━━━━━ Information shown

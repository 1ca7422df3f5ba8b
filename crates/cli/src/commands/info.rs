//! `info` command implementation.

use anyhow::{Context, Result};
use contracts::{AlertThresholds, DeviceMode, MonitorBlueprint};
use serde::Serialize;
use tracing::info;

use super::load_blueprint;
use crate::cli::InfoArgs;

/// Configuration info for JSON output
#[derive(Serialize)]
struct ConfigInfo<'a> {
    version: String,
    device: DeviceInfo,
    storage: StorageInfo,
    pipeline: &'a contracts::PipelineConfig,
    #[serde(skip_serializing_if = "Option::is_none")]
    alerts: Option<&'a AlertThresholds>,
}

#[derive(Serialize)]
struct DeviceInfo {
    mode: &'static str,
    source: String,
    #[serde(skip_serializing_if = "Option::is_none")]
    baud_rate: Option<u32>,
    interval_ms: Option<u64>,
}

#[derive(Serialize)]
struct StorageInfo {
    path: String,
    retention_days: u32,
    cleanup_interval_secs: u64,
}

/// Execute the `info` command
pub fn run_info(args: &InfoArgs) -> Result<()> {
    info!(config = ?args.config, "Loading configuration info");

    let blueprint = load_blueprint(args.config.as_deref()).context("Failed to load config")?;

    if args.json {
        let info = build_config_info(&blueprint, args);
        let json =
            serde_json::to_string_pretty(&info).context("Failed to serialize config info")?;
        println!("{}", json);
    } else {
        print_config_info(&blueprint, args);
    }

    Ok(())
}

fn build_config_info<'a>(blueprint: &'a MonitorBlueprint, args: &InfoArgs) -> ConfigInfo<'a> {
    let device = &blueprint.device;
    let device = match device.mode {
        DeviceMode::Live => DeviceInfo {
            mode: device.mode.as_str(),
            source: device.address.clone(),
            baud_rate: Some(device.baud_rate),
            interval_ms: None,
        },
        DeviceMode::Simulated => DeviceInfo {
            mode: device.mode.as_str(),
            source: "simulator".to_string(),
            baud_rate: None,
            interval_ms: Some(blueprint.simulator.interval_ms),
        },
        DeviceMode::Replay => DeviceInfo {
            mode: device.mode.as_str(),
            source: blueprint
                .replay
                .path
                .as_ref()
                .map(|p| p.display().to_string())
                .unwrap_or_default(),
            baud_rate: None,
            interval_ms: Some(blueprint.replay.interval_ms),
        },
    };

    ConfigInfo {
        version: format!("{:?}", blueprint.version),
        device,
        storage: StorageInfo {
            path: blueprint.storage.path.display().to_string(),
            retention_days: blueprint.storage.retention_days,
            cleanup_interval_secs: blueprint.storage.cleanup_interval_secs,
        },
        pipeline: &blueprint.pipeline,
        alerts: args.alerts.then_some(&blueprint.alerts),
    }
}

fn print_config_info(blueprint: &MonitorBlueprint, args: &InfoArgs) {
    let info = build_config_info(blueprint, args);

    println!("╔══════════════════════════════════════════════════════════════╗");
    println!("║                Soil Monitor Configuration                    ║");
    println!("╚══════════════════════════════════════════════════════════════╝\n");

    println!("📡 Device");
    println!("   ├─ Version: {}", info.version);
    println!("   ├─ Mode: {}", info.device.mode);
    if let Some(baud) = info.device.baud_rate {
        println!("   ├─ Baud rate: {}", baud);
    }
    if let Some(interval) = info.device.interval_ms {
        println!("   ├─ Interval: {} ms", interval);
    }
    println!("   └─ Source: {}", info.device.source);

    println!("\n💾 Storage");
    println!("   ├─ Database: {}", info.storage.path);
    println!("   ├─ Retention: {} days", info.storage.retention_days);
    println!(
        "   └─ Cleanup every: {}s",
        info.storage.cleanup_interval_secs
    );

    let pipeline = info.pipeline;
    println!("\n⚙️  Pipeline");
    println!("   ├─ Queue capacity: {}", pipeline.queue_capacity);
    println!("   ├─ Poll interval: {} ms", pipeline.poll_interval_ms);
    println!("   ├─ Shutdown timeout: {} ms", pipeline.shutdown_timeout_ms);
    println!("   ├─ Status report every: {}s", pipeline.report_interval_secs);
    println!("   └─ Report dir: {}", pipeline.report_dir.display());

    if let Some(alerts) = info.alerts {
        println!("\n🚨 Alert thresholds");
        println!(
            "   ├─ Temperature: {} .. {} °C",
            alerts.temperature_low, alerts.temperature_high
        );
        println!(
            "   ├─ pH: {} .. {} (critical outside {} .. {})",
            alerts.ph_low, alerts.ph_high, alerts.ph_critical_low, alerts.ph_critical_high
        );
        println!(
            "   └─ Humidity: {} .. {} %",
            alerts.humidity_low, alerts.humidity_high
        );
    }

    println!();
}

#[cfg(test)]
mod tests {
    use super::*;

    #[test]
    fn test_config_info_json() {
        let blueprint = MonitorBlueprint::default();
        let args = InfoArgs {
            config: None,
            json: true,
            alerts: true,
        };
        let info = build_config_info(&blueprint, &args);
        let value = serde_json::to_value(&info).unwrap();

        assert_eq!(value["device"]["mode"], "live");
        assert_eq!(value["device"]["baud_rate"], 115200);
        assert_eq!(value["pipeline"]["queue_capacity"], 100);
        assert_eq!(value["alerts"]["temperature_high"], 35.0);
    }

    #[test]
    fn test_alerts_hidden_by_default() {
        let blueprint = MonitorBlueprint::simulated();
        let args = InfoArgs {
            config: None,
            json: true,
            alerts: false,
        };
        let value = serde_json::to_value(build_config_info(&blueprint, &args)).unwrap();
        assert!(value.get("alerts").is_none());
        assert_eq!(value["device"]["source"], "simulator");
    }
}
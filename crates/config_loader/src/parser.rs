//! Configuration parsing
//!
//! TOML is the primary format, JSON is accepted.

use contracts::{ContractError, MonitorBlueprint};

/// Configuration file format
#[derive(Debug, Clone, Copy, PartialEq, Eq)]
pub enum ConfigFormat {
    /// TOML (recommended)
    Toml,
    /// JSON
    Json,
}

impl ConfigFormat {
    /// Infer format from file extension
    pub fn from_extension(ext: &str) -> Option<Self> {
        match ext.to_lowercase().as_str() {
            "toml" => Some(Self::Toml),
            "json" => Some(Self::Json),
            _ => None,
        }
    }
}

/// Parse TOML configuration
pub fn parse_toml(content: &str) -> Result<MonitorBlueprint, ContractError> {
    toml::from_str(content)
        .map_err(|e| ContractError::config_parse_with(format!("TOML parse error: {e}"), e))
}

/// Parse JSON configuration
pub fn parse_json(content: &str) -> Result<MonitorBlueprint, ContractError> {
    serde_json::from_str(content)
        .map_err(|e| ContractError::config_parse_with(format!("JSON parse error: {e}"), e))
}

/// Parse configuration in the given format
pub fn parse(content: &str, format: ConfigFormat) -> Result<MonitorBlueprint, ContractError> {
    match format {
        ConfigFormat::Toml => parse_toml(content),
        ConfigFormat::Json => parse_json(content),
    }
}

#[cfg(test)]
mod tests {
    use super::*;
    use contracts::DeviceMode;

    #[test]
    fn test_parse_toml_sections() {
        let content = r#"
[device]
mode = "simulated"

[simulator]
interval_ms = 500
seed = 7

[pipeline]
queue_capacity = 16

[alerts]
temperature_high = 38.0
"#;
        let bp = parse_toml(content).unwrap();
        assert_eq!(bp.device.mode, DeviceMode::Simulated);
        assert_eq!(bp.simulator.seed, Some(7));
        assert_eq!(bp.pipeline.queue_capacity, 16);
        assert_eq!(bp.pipeline.poll_interval_ms, 250);
        assert_eq!(bp.alerts.temperature_high, 38.0);
        assert_eq!(bp.alerts.temperature_low, 15.0);
    }

    #[test]
    fn test_parse_empty_is_default() {
        let bp = parse_toml("").unwrap();
        assert_eq!(bp, MonitorBlueprint::default());
    }

    #[test]
    fn test_parse_json_minimal() {
        let content = r#"{
            "device": { "mode": "live", "address": "tcp://127.0.0.1:9000" },
            "storage": { "path": "/tmp/soil.db" }
        }"#;
        let bp = parse_json(content).unwrap();
        assert_eq!(bp.device.address, "tcp://127.0.0.1:9000");
        assert_eq!(bp.device.baud_rate, 115_200);
    }

    #[test]
    fn test_parse_toml_syntax_error() {
        let result = parse_toml("invalid toml [[[");
        assert!(matches!(
            result.unwrap_err(),
            ContractError::ConfigParse { .. }
        ));
    }

    #[test]
    fn test_unknown_mode_rejected() {
        let result = parse_toml("[device]\nmode = \"bluetooth\"\n");
        assert!(result.is_err());
    }

    #[test]
    fn test_format_from_extension() {
        assert_eq!(
            ConfigFormat::from_extension("TOML"),
            Some(ConfigFormat::Toml)
        );
        assert_eq!(
            ConfigFormat::from_extension("json"),
            Some(ConfigFormat::Json)
        );
        assert_eq!(ConfigFormat::from_extension("yaml"), None);
    }
}
//! Ingestion queue - bounded FIFO between the link reading loop and the worker
//!
//! Built on `async-channel` so the blocking reader thread and the async worker
//! share one queue. Producers pick a policy when the queue is full:
//! - `Block`: wait for room, nothing is lost (live serial, replay)
//! - `DropOldest`: evict the oldest buffered item and count it (simulator)

use std::sync::atomic::{AtomicU64, Ordering};
use std::sync::Arc;
use std::time::Duration;

use async_channel::{bounded, Receiver, Sender};
use contracts::LinkItem;
use serde::{Deserialize, Serialize};
use tracing::trace;

/// Producer behaviour when the queue is full
#[derive(Debug, Clone, Copy, PartialEq, Eq, Default, Serialize, Deserialize)]
#[serde(rename_all = "snake_case")]
pub enum DropPolicy {
    /// Wait for the consumer
    #[default]
    Block,
    /// Evict the oldest buffered item
    DropOldest,
}

/// Queue closed, the item was not enqueued
#[derive(Debug, Clone, PartialEq, Eq, thiserror::Error)]
#[error("ingestion queue closed")]
pub struct QueueClosed;

/// Queue metrics
#[derive(Debug, Default)]
pub struct QueueMetrics {
    /// Items accepted by the queue
    pub pushed: AtomicU64,

    /// Items evicted by drop-oldest
    pub dropped: AtomicU64,

    /// Items taken by the consumer
    pub popped: AtomicU64,
}

impl QueueMetrics {
    fn record_pushed(&self) {
        self.pushed.fetch_add(1, Ordering::Relaxed);
        metrics::counter!("soil_monitor_queue_pushed_total").increment(1);
    }

    fn record_dropped(&self) {
        self.dropped.fetch_add(1, Ordering::Relaxed);
        metrics::counter!("soil_monitor_queue_dropped_total").increment(1);
    }

    fn record_popped(&self) {
        self.popped.fetch_add(1, Ordering::Relaxed);
    }
}

/// Metrics snapshot
#[derive(Debug, Clone, Copy, Default, PartialEq, Eq, Serialize, Deserialize)]
pub struct QueueSnapshot {
    pub pushed: u64,
    pub dropped: u64,
    pub popped: u64,
    /// Items currently buffered
    pub depth: usize,
    pub capacity: usize,
}

/// Bounded ingestion queue
pub struct IngestionQueue {
    tx: Sender<LinkItem>,
    rx: Receiver<LinkItem>,
    metrics: Arc<QueueMetrics>,
}

impl IngestionQueue {
    /// Create a queue holding at most `capacity` items (minimum 1)
    pub fn new(capacity: usize) -> Self {
        let (tx, rx) = bounded(capacity.max(1));
        Self {
            tx,
            rx,
            metrics: Arc::new(QueueMetrics::default()),
        }
    }

    /// Producer handle with the given full-queue policy
    pub fn producer(&self, policy: DropPolicy) -> QueueProducer {
        QueueProducer {
            tx: self.tx.clone(),
            policy,
            metrics: self.metrics.clone(),
        }
    }

    /// Consumer handle
    pub fn consumer(&self) -> QueueConsumer {
        QueueConsumer {
            rx: self.rx.clone(),
            tx: self.tx.clone(),
            metrics: self.metrics.clone(),
        }
    }

    /// Close the queue; buffered items stay receivable
    pub fn close(&self) -> bool {
        self.tx.close()
    }

    pub fn snapshot(&self) -> QueueSnapshot {
        snapshot(&self.rx, &self.metrics)
    }
}

fn snapshot(rx: &Receiver<LinkItem>, metrics: &QueueMetrics) -> QueueSnapshot {
    QueueSnapshot {
        pushed: metrics.pushed.load(Ordering::Relaxed),
        dropped: metrics.dropped.load(Ordering::Relaxed),
        popped: metrics.popped.load(Ordering::Relaxed),
        depth: rx.len(),
        capacity: rx.capacity().unwrap_or(0),
    }
}

/// Producer side of the queue
#[derive(Clone)]
pub struct QueueProducer {
    tx: Sender<LinkItem>,
    policy: DropPolicy,
    metrics: Arc<QueueMetrics>,
}

impl QueueProducer {
    pub fn policy(&self) -> DropPolicy {
        self.policy
    }

    /// Push from a blocking thread, applying the producer policy
    pub fn push_blocking(&self, item: LinkItem) -> Result<(), QueueClosed> {
        match self.policy {
            DropPolicy::Block => {
                self.tx.send_blocking(item).map_err(|_| QueueClosed)?;
                self.metrics.record_pushed();
                Ok(())
            }
            DropPolicy::DropOldest => self.push_drop_oldest(item),
        }
    }

    /// Push from async code, applying the producer policy
    pub async fn push(&self, item: LinkItem) -> Result<(), QueueClosed> {
        match self.policy {
            DropPolicy::Block => {
                self.tx.send(item).await.map_err(|_| QueueClosed)?;
                self.metrics.record_pushed();
                Ok(())
            }
            DropPolicy::DropOldest => self.push_drop_oldest(item),
        }
    }

    /// Never waits: when full, the oldest item is evicted
    fn push_drop_oldest(&self, item: LinkItem) -> Result<(), QueueClosed> {
        let evicted = self.tx.force_send(item).map_err(|_| QueueClosed)?;
        self.metrics.record_pushed();
        if let Some(old) = evicted {
            self.metrics.record_dropped();
            trace!(received_at = %old.received_at(), "queue full, dropped oldest item");
        }
        Ok(())
    }

    pub fn is_closed(&self) -> bool {
        self.tx.is_closed()
    }
}

/// Consumer side of the queue
#[derive(Clone)]
pub struct QueueConsumer {
    rx: Receiver<LinkItem>,
    tx: Sender<LinkItem>,
    metrics: Arc<QueueMetrics>,
}

impl QueueConsumer {
    /// Pop the next item, waiting at most `timeout`
    ///
    /// Returns `None` on timeout. A closed and drained queue also waits out
    /// the timeout before returning `None` so pollers do not spin.
    pub async fn get_data(&self, timeout: Duration) -> Option<LinkItem> {
        let deadline = tokio::time::Instant::now() + timeout;
        match tokio::time::timeout_at(deadline, self.rx.recv()).await {
            Ok(Ok(item)) => {
                self.metrics.record_popped();
                Some(item)
            }
            Ok(Err(_closed)) => {
                tokio::time::sleep_until(deadline).await;
                None
            }
            Err(_elapsed) => None,
        }
    }

    /// Pop an already buffered item without waiting
    pub fn try_get(&self) -> Option<LinkItem> {
        let item = self.rx.try_recv().ok()?;
        self.metrics.record_popped();
        Some(item)
    }

    /// Close the queue; blocked producers wake with an error
    pub fn close(&self) -> bool {
        self.tx.close()
    }

    pub fn is_closed(&self) -> bool {
        self.rx.is_closed()
    }

    /// Items currently buffered
    pub fn len(&self) -> usize {
        self.rx.len()
    }

    pub fn is_empty(&self) -> bool {
        self.rx.is_empty()
    }

    pub fn snapshot(&self) -> QueueSnapshot {
        snapshot(&self.rx, &self.metrics)
    }
}
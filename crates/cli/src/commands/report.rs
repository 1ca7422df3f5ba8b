//! `report` command implementation.

use std::time::Duration;

use anyhow::{Context, Result};
use contracts::AlertThresholds;
use pipeline::build_report;
use storage::SqliteStore;
use tracing::info;

use crate::cli::ReportArgs;
use crate::error::CliError;

/// Execute the `report` command
///
/// Read-only: never starts the pipeline and never deletes data.
pub async fn run_report(args: &ReportArgs) -> Result<()> {
    if !args.db.exists() {
        return Err(CliError::database_not_found(args.db.display().to_string()).into());
    }

    let store = SqliteStore::open(&args.db, AlertThresholds::default())
        .await
        .map_err(CliError::from)?;
    let period = Duration::from_secs(args.hours.saturating_mul(3600));
    let report = build_report(&store, period, None)
        .await
        .map_err(CliError::from)?;

    match &args.output {
        Some(dir) => {
            let path = report.write_to_dir(dir).map_err(CliError::from)?;
            info!(path = %path.display(), hours = args.hours, "Report written");
        }
        None => {
            let json = report.to_json_pretty().context("Failed to render report")?;
            println!("{}", json);
        }
    }

    Ok(())
}

#[cfg(test)]
mod tests {
    use super::*;
    use chrono::Utc;
    use contracts::{
        IrrigationStatus, SensorReadings, SystemStatus, TelemetryRecord, TelemetryStore,
    };

    #[tokio::test]
    async fn test_report_from_existing_database() {
        let dir = tempfile::tempdir().unwrap();
        let db = dir.path().join("soil.db");
        {
            let store = SqliteStore::open(&db, AlertThresholds::default()).await.unwrap();
            store
                .insert_sensor_reading(&TelemetryRecord {
                    sensors: SensorReadings {
                        temperature: 21.0,
                        humidity: 45.0,
                        ph: 6.9,
                        phosphorus_present: true,
                        potassium_present: true,
                        device_timestamp: None,
                    },
                    irrigation: IrrigationStatus::default(),
                    system: SystemStatus::default(),
                    received_at: Utc::now(),
                    inferred_fields: Vec::new(),
                })
                .await
                .unwrap();
        }

        let out = dir.path().join("out");
        let args = ReportArgs {
            db: db.clone(),
            hours: 24,
            output: Some(out.clone()),
        };
        run_report(&args).await.unwrap();
        assert_eq!(std::fs::read_dir(&out).unwrap().count(), 1);
    }

    #[tokio::test]
    async fn test_missing_database() {
        let args = ReportArgs {
            db: "/nonexistent/soil.db".into(),
            hours: 1,
            output: None,
        };
        assert!(run_report(&args).await.is_err());
    }
}
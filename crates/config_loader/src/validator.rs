//! Configuration validation
//!
//! Field-level rules come from the `validator` derive on the blueprint types.
//! Cross-field rules:
//! - live mode needs a device address (`tcp://` addresses must carry a port)
//! - replay mode needs a capture file
//! - every low alert threshold sits below its high counterpart
//! - the link stop bound does not exceed the overall shutdown bound

use contracts::{AlertThresholds, ContractError, DeviceMode, MonitorBlueprint};
use validator::{Validate, ValidationErrors, ValidationErrorsKind};

/// Validate a MonitorBlueprint
///
/// Returns the first error encountered, or Ok(()).
pub fn validate(blueprint: &MonitorBlueprint) -> Result<(), ContractError> {
    blueprint.validate().map_err(|e| first_field_error(&e))?;
    validate_device(blueprint)?;
    validate_thresholds(&blueprint.alerts)?;
    validate_timeouts(blueprint)?;
    Ok(())
}

/// Flatten derive errors into a single dotted-path error
fn first_field_error(errors: &ValidationErrors) -> ContractError {
    fn walk(prefix: &str, errors: &ValidationErrors) -> Option<ContractError> {
        for (field, kind) in errors.errors() {
            let path = if prefix.is_empty() {
                field.to_string()
            } else {
                format!("{prefix}.{field}")
            };
            match kind {
                ValidationErrorsKind::Field(list) => {
                    if let Some(err) = list.first() {
                        let message = err
                            .message
                            .as_ref()
                            .map(|m| m.to_string())
                            .unwrap_or_else(|| format!("failed rule '{}'", err.code));
                        return Some(ContractError::config_validation(path, message));
                    }
                }
                ValidationErrorsKind::Struct(inner) => {
                    if let Some(err) = walk(&path, inner) {
                        return Some(err);
                    }
                }
                ValidationErrorsKind::List(items) => {
                    for (idx, inner) in items {
                        if let Some(err) = walk(&format!("{path}[{idx}]"), inner) {
                            return Some(err);
                        }
                    }
                }
            }
        }
        None
    }

    walk("", errors)
        .unwrap_or_else(|| ContractError::config_validation("<root>", errors.to_string()))
}

/// Validate the selected device link has what it needs
fn validate_device(blueprint: &MonitorBlueprint) -> Result<(), ContractError> {
    match blueprint.device.mode {
        DeviceMode::Live => {
            let address = blueprint.device.address.trim();
            if address.is_empty() {
                return Err(ContractError::config_validation(
                    "device.address",
                    "live mode requires a serial device path or tcp://host:port",
                ));
            }
            if let Some(rest) = address.strip_prefix("tcp://") {
                let has_port = rest
                    .rsplit_once(':')
                    .is_some_and(|(host, port)| !host.is_empty() && port.parse::<u16>().is_ok());
                if !has_port {
                    return Err(ContractError::config_validation(
                        "device.address",
                        format!("'{address}' is not a valid tcp://host:port address"),
                    ));
                }
            }
        }
        DeviceMode::Replay => {
            let has_path = blueprint
                .replay
                .path
                .as_ref()
                .is_some_and(|p| !p.as_os_str().is_empty());
            if !has_path {
                return Err(ContractError::config_validation(
                    "replay.path",
                    "replay mode requires a capture file path",
                ));
            }
        }
        DeviceMode::Simulated => {}
    }
    Ok(())
}

/// Validate threshold pairs are ordered
fn validate_thresholds(t: &AlertThresholds) -> Result<(), ContractError> {
    let pairs = [
        ("temperature", t.temperature_low, t.temperature_high),
        ("ph", t.ph_low, t.ph_high),
        ("ph_critical", t.ph_critical_low, t.ph_critical_high),
        ("humidity", t.humidity_low, t.humidity_high),
    ];
    for (name, low, high) in pairs {
        if !low.is_finite() || !high.is_finite() {
            return Err(ContractError::config_validation(
                format!("alerts.{name}"),
                "thresholds must be finite numbers",
            ));
        }
        if low >= high {
            return Err(ContractError::config_validation(
                format!("alerts.{name}_low / alerts.{name}_high"),
                format!("low ({low}) must be < high ({high})"),
            ));
        }
    }
    if t.ph_critical_low > t.ph_low || t.ph_critical_high < t.ph_high {
        return Err(ContractError::config_validation(
            "alerts.ph_critical_low / alerts.ph_critical_high",
            "critical pH band must enclose the warning band",
        ));
    }
    Ok(())
}

/// Validate shutdown bounds
fn validate_timeouts(blueprint: &MonitorBlueprint) -> Result<(), ContractError> {
    let pipeline = &blueprint.pipeline;
    if pipeline.link_stop_timeout_ms > pipeline.shutdown_timeout_ms {
        return Err(ContractError::config_validation(
            "pipeline.link_stop_timeout_ms",
            format!(
                "link_stop_timeout_ms ({}) must be <= shutdown_timeout_ms ({})",
                pipeline.link_stop_timeout_ms, pipeline.shutdown_timeout_ms
            ),
        ));
    }
    Ok(())
}

#[cfg(test)]
mod tests {
    use super::*;
    use std::path::PathBuf;

    fn field_of(err: ContractError) -> String {
        match err {
            ContractError::ConfigValidation { field, .. } => field,
            other => panic!("unexpected error: {other}"),
        }
    }

    #[test]
    fn test_default_is_valid() {
        assert!(validate(&MonitorBlueprint::default()).is_ok());
        assert!(validate(&MonitorBlueprint::simulated()).is_ok());
    }

    #[test]
    fn test_live_requires_address() {
        let mut bp = MonitorBlueprint::default();
        bp.device.address = "  ".into();
        assert_eq!(field_of(validate(&bp).unwrap_err()), "device.address");
    }

    #[test]
    fn test_tcp_address_needs_port() {
        let mut bp = MonitorBlueprint::default();
        bp.device.address = "tcp://localhost".into();
        assert!(validate(&bp).is_err());
        bp.device.address = "tcp://localhost:7000".into();
        assert!(validate(&bp).is_ok());
    }

    #[test]
    fn test_replay_requires_path() {
        let mut bp = MonitorBlueprint::default();
        bp.device.mode = DeviceMode::Replay;
        assert_eq!(field_of(validate(&bp).unwrap_err()), "replay.path");
        bp.replay.path = Some(PathBuf::from("capture.log"));
        assert!(validate(&bp).is_ok());
    }

    #[test]
    fn test_derive_rule_reports_nested_path() {
        let mut bp = MonitorBlueprint::simulated();
        bp.pipeline.queue_capacity = 0;
        assert_eq!(
            field_of(validate(&bp).unwrap_err()),
            "pipeline.queue_capacity"
        );
    }

    #[test]
    fn test_thresholds_ordered() {
        let mut bp = MonitorBlueprint::simulated();
        bp.alerts.humidity_low = 80.0;
        let err = validate(&bp).unwrap_err();
        assert!(err.to_string().contains("humidity"));
    }

    #[test]
    fn test_link_timeout_bounded_by_shutdown() {
        let mut bp = MonitorBlueprint::simulated();
        bp.pipeline.link_stop_timeout_ms = 10_000;
        bp.pipeline.shutdown_timeout_ms = 1_000;
        assert_eq!(
            field_of(validate(&bp).unwrap_err()),
            "pipeline.link_stop_timeout_ms"
        );
    }
}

━━━━━━━━━━

## What to do:
Pull every line containing the word "SqliteStore" out of the listing.

## Answer space:
use storage::SqliteStore;
    let store = SqliteStore::open(&args.db, AlertThresholds::default())
            let store = SqliteStore::open(&db, AlertThresholds::default()).await.unwrap();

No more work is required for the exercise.